#### [DATA FOR ANALYSIS]
//! Shared utilities for integration testing.

use std::future::Future;
use std::net::SocketAddr;
use std::sync::Arc;
use std::time::Duration;

use tokio::io::{AsyncReadExt, AsyncWriteExt};
use tokio::net::TcpListener;

use chat_proxy::config::ProxyConfig;
use chat_proxy::{HttpServer, Shutdown};

/// What the mock upstream answers with.
#[allow(dead_code)]
pub enum MockResponse {
    /// A buffered JSON response with the given status.
    Json { status: u16, body: String },
    /// A chunked stream: each entry is written and flushed separately,
    /// `delay` apart.
    Stream {
        content_type: &'static str,
        chunks: Vec<String>,
        delay: Duration,
    },
}

/// Start a programmable mock upstream.
///
/// The handler receives the full raw request (headers + body) so tests can
/// assert on what the proxy actually sent.
#[allow(dead_code)]
pub async fn start_mock_upstream<F, Fut>(addr: SocketAddr, f: F)
where
    F: Fn(String) -> Fut + Send + Sync + 'static,
    Fut: Future<Output = MockResponse> + Send + 'static,
{
    let listener = TcpListener::bind(addr).await.unwrap();
    let f = Arc::new(f);

    tokio::spawn(async move {
        loop {
            match listener.accept().await {
                Ok((mut socket, _)) => {
                    let f = f.clone();
                    tokio::spawn(async move {
                        let raw = read_request(&mut socket).await;
                        match f(raw).await {
                            MockResponse::Json { status, body } => {
                                let status_text = match status {
                                    200 => "200 OK",
                                    400 => "400 Bad Request",
                                    429 => "429 Too Many Requests",
                                    500 => "500 Internal Server Error",
                                    503 => "503 Service Unavailable",
                                    _ => "200 OK",
                                };
                                let response = format!(
                                    "HTTP/1.1 {}\r\nContent-Type: application/json\r\nContent-Length: {}\r\nConnection: close\r\n\r\n{}",
                                    status_text,
                                    body.len(),
                                    body
                                );
                                let _ = socket.write_all(response.as_bytes()).await;
                            }
                            MockResponse::Stream {
                                content_type,
                                chunks,
                                delay,
                            } => {
                                let head = format!(
                                    "HTTP/1.1 200 OK\r\nContent-Type: {}\r\nTransfer-Encoding: chunked\r\nConnection: close\r\n\r\n",
                                    content_type
                                );
                                let _ = socket.write_all(head.as_bytes()).await;
                                let _ = socket.flush().await;
                                for chunk in chunks {
                                    tokio::time::sleep(delay).await;
                                    let framed =
                                        format!("{:x}\r\n{}\r\n", chunk.len(), chunk);
                                    let _ = socket.write_all(framed.as_bytes()).await;
                                    let _ = socket.flush().await;
                                }
                                let _ = socket.write_all(b"0\r\n\r\n").await;
                            }
                        }
                        let _ = socket.shutdown().await;
                    });
                }
                Err(_) => break,
            }
        }
    });
}

/// Read one HTTP/1.1 request (headers plus Content-Length body) as text.
#[allow(dead_code)]
async fn read_request(socket: &mut tokio::net::TcpStream) -> String {
    let mut buf = Vec::new();
    let mut tmp = [0u8; 4096];

    loop {
        let n = match socket.read(&mut tmp).await {
            Ok(0) | Err(_) => break,
            Ok(n) => n,
        };
        buf.extend_from_slice(&tmp[..n]);

        if let Some(header_end) = find_header_end(&buf) {
            let headers = String::from_utf8_lossy(&buf[..header_end]).to_lowercase();
            let content_length = headers
                .lines()
                .find_map(|line| line.strip_prefix("content-length:"))
                .and_then(|v| v.trim().parse::<usize>().ok())
                .unwrap_or(0);
            if buf.len() >= header_end + 4 + content_length {
                break;
            }
        }
    }

    String::from_utf8_lossy(&buf).to_string()
}

#[allow(dead_code)]
fn find_header_end(buf: &[u8]) -> Option<usize> {
    buf.windows(4).position(|w| w == b"\r\n\r\n")
}

/// Baseline test config: HTTPS check off, upstream pointed at `upstream`.
pub fn test_config(bind: SocketAddr, upstream: SocketAddr) -> ProxyConfig {
    let mut config = ProxyConfig::default();
    config.listener.bind_address = bind.to_string();
    config.upstream.base_url = format!("http://{}", upstream);
    config.upstream.api_key = "sk-internal-test-credential".to_string();
    config.upstream.timeout_secs = 10;
    config.security.require_https = false;
    config
}

/// Spawn the proxy on `bind` and return a shutdown handle for it.
pub async fn start_proxy(config: ProxyConfig) -> Shutdown {
    let bind: SocketAddr = config.listener.bind_address.parse().unwrap();
    let shutdown = Shutdown::new();
    let rx = shutdown.subscribe();

    let server = HttpServer::new(config).unwrap();
    let listener = TcpListener::bind(bind).await.unwrap();
    tokio::spawn(async move {
        let _ = server.run(listener, rx).await;
    });

    // Let the listener come up before tests fire requests at it.
    tokio::time::sleep(Duration::from_millis(100)).await;
    shutdown
}

/// A client that never pools connections, so each request observes server
/// state fresh.
#[allow(dead_code)]
pub fn test_client() -> reqwest::Client {
    reqwest::Client::builder()
        .pool_max_idle_per_host(0)
        .no_proxy()
        .build()
        .unwrap()
}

#### [WHAT TO WORK ON]
Only an exact copy of all the data will do as the answer.

#### [EXERCISE SOLUTION]
//! Shared utilities for integration testing.

use std::future::Future;
use std::net::SocketAddr;
use std::sync::Arc;
use std::time::Duration;

use tokio::io::{AsyncReadExt, AsyncWriteExt};
use tokio::net::TcpListener;

use chat_proxy::config::ProxyConfig;
use chat_proxy::{HttpServer, Shutdown};

/// What the mock upstream answers with.
#[allow(dead_code)]
pub enum MockResponse {
    /// A buffered JSON response with the given status.
    Json { status: u16, body: String },
    /// A chunked stream: each entry is written and flushed separately,
    /// `delay` apart.
    Stream {
        content_type: &'static str,
        chunks: Vec<String>,
        delay: Duration,
    },
}

/// Start a programmable mock upstream.
///
/// The handler receives the full raw request (headers + body) so tests can
/// assert on what the proxy actually sent.
#[allow(dead_code)]
pub async fn start_mock_upstream<F, Fut>(addr: SocketAddr, f: F)
where
    F: Fn(String) -> Fut + Send + Sync + 'static,
    Fut: Future<Output = MockResponse> + Send + 'static,
{
    let listener = TcpListener::bind(addr).await.unwrap();
    let f = Arc::new(f);

    tokio::spawn(async move {
        loop {
            match listener.accept().await {
                Ok((mut socket, _)) => {
                    let f = f.clone();
                    tokio::spawn(async move {
                        let raw = read_request(&mut socket).await;
                        match f(raw).await {
                            MockResponse::Json { status, body } => {
                                let status_text = match status {
                                    200 => "200 OK",
                                    400 => "400 Bad Request",
                                    429 => "429 Too Many Requests",
                                    500 => "500 Internal Server Error",
                                    503 => "503 Service Unavailable",
                                    _ => "200 OK",
                                };
                                let response = format!(
                                    "HTTP/1.1 {}\r\nContent-Type: application/json\r\nContent-Length: {}\r\nConnection: close\r\n\r\n{}",
                                    status_text,
                                    body.len(),
                                    body
                                );
                                let _ = socket.write_all(response.as_bytes()).await;
                            }
                            MockResponse::Stream {
                                content_type,
                                chunks,
                                delay,
                            } => {
                                let head = format!(
                                    "HTTP/1.1 200 OK\r\nContent-Type: {}\r\nTransfer-Encoding: chunked\r\nConnection: close\r\n\r\n",
                                    content_type
                                );
                                let _ = socket.write_all(head.as_bytes()).await;
                                let _ = socket.flush().await;
                                for chunk in chunks {
                                    tokio::time::sleep(delay).await;
                                    let framed =
                                        format!("{:x}\r\n{}\r\n", chunk.len(), chunk);
                                    let _ = socket.write_all(framed.as_bytes()).await;
                                    let _ = socket.flush().await;
                                }
                                let _ = socket.write_all(b"0\r\n\r\n").await;
                            }
                        }
                        let _ = socket.shutdown().await;
                    });
                }
                Err(_) => break,
            }
        }
    });
}

/// Read one HTTP/1.1 request (headers plus Content-Length body) as text.
#[allow(dead_code)]
async fn read_request(socket: &mut tokio::net::TcpStream) -> String {
    let mut buf = Vec::new();
    let mut tmp = [0u8; 4096];

    loop {
        let n = match socket.read(&mut tmp).await {
            Ok(0) | Err(_) => break,
            Ok(n) => n,
        };
        buf.extend_from_slice(&tmp[..n]);

        if let Some(header_end) = find_header_end(&buf) {
            let headers = String::from_utf8_lossy(&buf[..header_end]).to_lowercase();
            let content_length = headers
                .lines()
                .find_map(|line| line.strip_prefix("content-length:"))
                .and_then(|v| v.trim().parse::<usize>().ok())
                .unwrap_or(0);
            if buf.len() >= header_end + 4 + content_length {
                break;
            }
        }
    }

    String::from_utf8_lossy(&buf).to_string()
}

#[allow(dead_code)]
fn find_header_end(buf: &[u8]) -> Option<usize> {
    buf.windows(4).position(|w| w == b"\r\n\r\n")
}

/// Baseline test config: HTTPS check off, upstream pointed at `upstream`.
pub fn test_config(bind: SocketAddr, upstream: SocketAddr) -> ProxyConfig {
    let mut config = ProxyConfig::default();
    config.listener.bind_address = bind.to_string();
    config.upstream.base_url = format!("http://{}", upstream);
    config.upstream.api_key = "sk-internal-test-credential".to_string();
    config.upstream.timeout_secs = 10;
    config.security.require_https = false;
    config
}

/// Spawn the proxy on `bind` and return a shutdown handle for it.
pub async fn start_proxy(config: ProxyConfig) -> Shutdown {
    let bind: SocketAddr = config.listener.bind_address.parse().unwrap();
    let shutdown = Shutdown::new();
    let rx = shutdown.subscribe();

    let server = HttpServer::new(config).unwrap();
    let listener = TcpListener::bind(bind).await.unwrap();
    tokio::spawn(async move {
        let _ = server.run(listener, rx).await;
    });

    // Let the listener come up before tests fire requests at it.
    tokio::time::sleep(Duration::from_millis(100)).await;
    shutdown
}

/// A client that never pools connections, so each request observes server
/// state fresh.
#[allow(dead_code)]
pub fn test_client() -> reqwest::Client {
    reqwest::Client::builder()
        .pool_max_idle_per_host(0)
        .no_proxy()
        .build()
        .unwrap()
}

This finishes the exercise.